This change has caused me to be tempted to dread the holiday season all together.  In the past several years Allen has watched in silence as his “Christmas Elf” has slowly cut our tree down to a mear two feet, our tree ornimates that had been collected over the years have been left in a box in favor of simple lights and matching ornimates bought at a discount store.  The Christmas villiage, that I once spent days to set up hasn’t even made it out of the box the past several years.  I tried to tell Allen (and myself) that I wanted to have a more simple look…..since it was only us!

Even my gift giving has changed and not just because of a lack  of money.  I used to plan for months the gifts to give my family, after all their main source of gifts where from mom and dad (I mean Santa….yes for the early years we did Santa).  But know I find it hard to know what to give my kids, most of whom can buy whatever they want?  I never thought I’d say this, but shopping during the holidays has lost it’s wonder…..ahhhh!  What is life coming to????

Don’t get me wrong, I love the holiday season and the Savior who came to give us all the gift of salvation.  It gives me joy to see my children happy and establishing their own homes and traditions.  But as a mom it’s hard at this times to reflect on those days of happy chaos when the house was full of laughter and anticipation of Christmas morning.   What makes it even harder is to know that during those happy days I really never dreamed they would come to an end and I actually though it was a chore to have to fix the tree, straighten the wreath and hang the garland all over again!  I had it good back then and didn’t even know it!

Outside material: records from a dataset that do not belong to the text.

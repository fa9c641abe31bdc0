mod kings;
mod knights;
mod pawns;
mod sliders;

use log::trace;

use super::{
    Board, CastlingPolicy, MoveError, MoveSet, Piece, PieceKind, SpecialMove, Square, Team,
};

/// Whether generation and execution act on the real game or on a probe.
///
/// `Real` generation applies the own-king-safety filter and `Real` execution
/// records side effects (move flags, promotion choice). `Probing` does
/// neither: it serves check detection and the speculative copies the
/// safety filter plays moves on, and never recurses into the filter.
#[derive(Clone, Copy, Debug, PartialEq, Eq)]
pub enum Mode {
    Real,
    Probing,
}

impl Board {
    /// Destinations for the piece on `origin`, with special-move descriptors.
    ///
    /// `Mode::Real` yields fully legal moves; `Mode::Probing` yields
    /// pseudo-legal ones.
    pub fn moves(&self, origin: Square, mode: Mode) -> Result<MoveSet, MoveError> {
        let piece = self.piece_on(origin)?;
        Ok(self.generate(origin, piece, mode))
    }

    pub fn legal_moves(&self, origin: Square) -> Result<MoveSet, MoveError> {
        self.moves(origin, Mode::Real)
    }

    /// Moves obeying shape and occupancy only, without the own-king-safety filter.
    pub fn pseudo_legal_moves(&self, origin: Square) -> Result<MoveSet, MoveError> {
        self.moves(origin, Mode::Probing)
    }

    /// Legal move sets for every piece of `team` that can move, row-major by origin.
    pub fn legal_moves_for_team(&self, team: Team) -> Vec<MoveSet> {
        self.pieces_of(team)
            .map(|(from, piece)| self.generate(from, piece, Mode::Real))
            .filter(|moves| !moves.is_empty())
            .collect()
    }

    /// Number of legal moves available to `team`.
    pub fn legal_move_count(&self, team: Team) -> usize {
        self.legal_moves_for_team(team).iter().map(MoveSet::len).sum()
    }

    pub(crate) fn piece_on(&self, square: Square) -> Result<Piece, MoveError> {
        self.get(square).ok_or(MoveError::EmptySquare { square })
    }

    pub(crate) fn generate(&self, from: Square, piece: Piece, mode: Mode) -> MoveSet {
        let mut moves = MoveSet::new(from);
        let team = piece.team;
        match piece.kind {
            PieceKind::King => self.generate_king_moves(from, piece, &mut moves),
            PieceKind::Queen => self.generate_slider_moves(from, team, sliders::QUEEN, &mut moves),
            PieceKind::Bishop => self.generate_slider_moves(from, team, sliders::BISHOP, &mut moves),
            PieceKind::Knight => self.generate_knight_moves(from, team, &mut moves),
            PieceKind::Rook => self.generate_slider_moves(from, team, sliders::ROOK, &mut moves),
            PieceKind::Pawn => self.generate_pawn_moves(from, piece, &mut moves),
        }

        if mode == Mode::Real {
            self.retain_king_safe(from, piece, &mut moves);
        }
        moves
    }

    /// Push `to` unless a piece of `team` stands on it.
    #[inline]
    pub(crate) fn push_if_available(&self, to: Square, team: Team, moves: &mut MoveSet) {
        if self.get(to).map_or(true, |p| p.is_enemy_of(team)) {
            moves.push(to);
        }
    }

    /// Legality filter: play each candidate on a copy and drop those that
    /// leave the mover's own king attacked.
    fn retain_king_safe(&self, from: Square, piece: Piece, moves: &mut MoveSet) {
        let specials: Vec<_> = moves.specials().to_vec();
        moves.retain(|to| {
            let special = specials.iter().find(|m| m.to == to).map(|m| m.special);
            if let Some(SpecialMove::Castle { .. }) = special {
                if self.config.castling == CastlingPolicy::Strict
                    && !self.castle_transit_safe(from, piece, to)
                {
                    trace!("castle ({from}) -> ({to}) crosses an attacked square");
                    return false;
                }
            }

            let mut probe = self.snapshot();
            let promotion = (special == Some(SpecialMove::Promotion)).then_some(PieceKind::Queen);
            probe.apply(from, to, piece, special, promotion, Mode::Probing);
            !probe.is_in_check(piece.team)
        });
    }
}
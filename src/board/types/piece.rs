//! Piece, kind and team types.

use std::fmt;

#[cfg(feature = "serde")]
use serde::{Deserialize, Serialize};

use crate::board::error::PieceError;

/// Chess piece kinds.
///
/// The discriminants are the magnitudes used by the signed board encoding:
/// 1=King, 2=Queen, 3=Bishop, 4=Knight, 5=Rook, 6=Pawn.
#[derive(Clone, Copy, PartialEq, Eq, Hash, Debug)]
#[cfg_attr(feature = "serde", derive(Serialize, Deserialize))]
#[repr(u8)]
pub enum PieceKind {
    King = 1,
    Queen = 2,
    Bishop = 3,
    Knight = 4,
    Rook = 5,
    Pawn = 6,
}

impl PieceKind {
    /// All piece kinds in magnitude order
    pub const ALL: [PieceKind; 6] = [
        PieceKind::King,
        PieceKind::Queen,
        PieceKind::Bishop,
        PieceKind::Knight,
        PieceKind::Rook,
        PieceKind::Pawn,
    ];

    /// Kinds a pawn may promote to, queen first
    pub const PROMOTION_TARGETS: [PieceKind; 4] = [
        PieceKind::Queen,
        PieceKind::Rook,
        PieceKind::Bishop,
        PieceKind::Knight,
    ];

    #[inline]
    #[must_use]
    pub const fn magnitude(self) -> u8 {
        self as u8
    }

    /// Parse a kind from its encoded magnitude (1-6).
    pub fn from_magnitude(magnitude: u8) -> Result<PieceKind, PieceError> {
        match magnitude {
            1 => Ok(PieceKind::King),
            2 => Ok(PieceKind::Queen),
            3 => Ok(PieceKind::Bishop),
            4 => Ok(PieceKind::Knight),
            5 => Ok(PieceKind::Rook),
            6 => Ok(PieceKind::Pawn),
            _ => Err(PieceError::InvalidMagnitude { magnitude }),
        }
    }

    /// Returns true if a pawn may be promoted to this kind
    #[inline]
    #[must_use]
    pub const fn is_promotion_target(self) -> bool {
        matches!(
            self,
            PieceKind::Queen | PieceKind::Rook | PieceKind::Bishop | PieceKind::Knight
        )
    }

    /// Returns true if this kind moves by ray tracing (Bishop, Rook, Queen)
    #[inline]
    #[must_use]
    pub const fn is_slider(self) -> bool {
        matches!(self, PieceKind::Bishop | PieceKind::Rook | PieceKind::Queen)
    }

    #[inline]
    #[must_use]
    pub const fn to_char(self) -> char {
        match self {
            PieceKind::Pawn => 'p',
            PieceKind::Knight => 'n',
            PieceKind::Bishop => 'b',
            PieceKind::Rook => 'r',
            PieceKind::Queen => 'q',
            PieceKind::King => 'k',
        }
    }
}

/// The two sides. `Plus` pieces start on ranks 6-7 and advance toward rank 0,
/// `Minus` pieces start on ranks 0-1 and advance toward rank 7.
#[derive(Clone, Copy, PartialEq, Eq, Hash, Debug)]
#[cfg_attr(feature = "serde", derive(Serialize, Deserialize))]
pub enum Team {
    Plus,
    Minus,
}

impl Team {
    pub const BOTH: [Team; 2] = [Team::Plus, Team::Minus];

    /// Sign of this team's encoded values (+1 or -1)
    #[inline]
    #[must_use]
    pub const fn sign(self) -> i8 {
        match self {
            Team::Plus => 1,
            Team::Minus => -1,
        }
    }

    #[inline]
    #[must_use]
    pub const fn opponent(self) -> Team {
        match self {
            Team::Plus => Team::Minus,
            Team::Minus => Team::Plus,
        }
    }

    /// Rank delta of a single pawn step
    #[inline]
    #[must_use]
    pub(crate) const fn pawn_direction(self) -> i8 {
        -self.sign()
    }

    /// The rank a pawn of this team promotes on
    #[inline]
    #[must_use]
    pub const fn promotion_rank(self) -> u8 {
        match self {
            Team::Plus => 0,
            Team::Minus => 7,
        }
    }

    /// Home rank of this team's king and rooks
    #[inline]
    #[must_use]
    pub const fn back_rank(self) -> u8 {
        match self {
            Team::Plus => 7,
            Team::Minus => 0,
        }
    }
}

impl fmt::Display for Team {
    fn fmt(&self, f: &mut fmt::Formatter<'_>) -> fmt::Result {
        match self {
            Team::Plus => write!(f, "+1"),
            Team::Minus => write!(f, "-1"),
        }
    }
}

/// A piece on the board.
///
/// `has_moved` is monotonic: once set it is never cleared.
#[derive(Clone, Copy, PartialEq, Eq, Hash, Debug)]
#[cfg_attr(feature = "serde", derive(Serialize, Deserialize))]
pub struct Piece {
    pub kind: PieceKind,
    pub team: Team,
    pub has_moved: bool,
}

impl Piece {
    /// Create an unmoved piece
    #[inline]
    #[must_use]
    pub const fn new(kind: PieceKind, team: Team) -> Self {
        Piece {
            kind,
            team,
            has_moved: false,
        }
    }

    /// Decode an unmoved piece from its signed value (e.g. -5 is a `Minus` rook).
    pub fn from_value(value: i8) -> Result<Piece, PieceError> {
        let team = match value.signum() {
            1 => Team::Plus,
            -1 => Team::Minus,
            _ => return Err(PieceError::InvalidValue { value }),
        };
        let kind = PieceKind::from_magnitude(value.unsigned_abs())
            .map_err(|_| PieceError::InvalidValue { value })?;
        Ok(Piece::new(kind, team))
    }

    /// Signed encoded value: `team sign * kind magnitude`
    #[inline]
    #[must_use]
    pub const fn value(self) -> i8 {
        self.team.sign() * self.kind.magnitude() as i8
    }

    #[inline]
    #[must_use]
    pub fn is_enemy_of(self, team: Team) -> bool {
        self.team != team
    }
}

impl fmt::Display for Piece {
    fn fmt(&self, f: &mut fmt::Formatter<'_>) -> fmt::Result {
        let c = self.kind.to_char();
        match self.team {
            Team::Plus => write!(f, "{}", c.to_ascii_uppercase()),
            Team::Minus => write!(f, "{c}"),
        }
    }
}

Then it happened, as I sat on my bed thinking about the kids coming visit for Thanksgiving this year, having a pitty party because I knew our time together would be short and then it was all down hill through Christmas.   I heard a voice say “Sandi, as your family has changed, so have you….don’t get sad, find a way to make this work for everyone……ADJUST!”

Adjust I did.  The day after Thanksgiving everyone had gathered at our house with plans to go out to eat to celebrate some birthdays since we all were together.  I ask Allen and my son-in-law to get all the boxes of decorations out and I wanted to let my seven grand kids decroate the house!  You should have seen the look on my kids faces as they saw the grand kids tear into the boxes and begin to fling stuff all over the house!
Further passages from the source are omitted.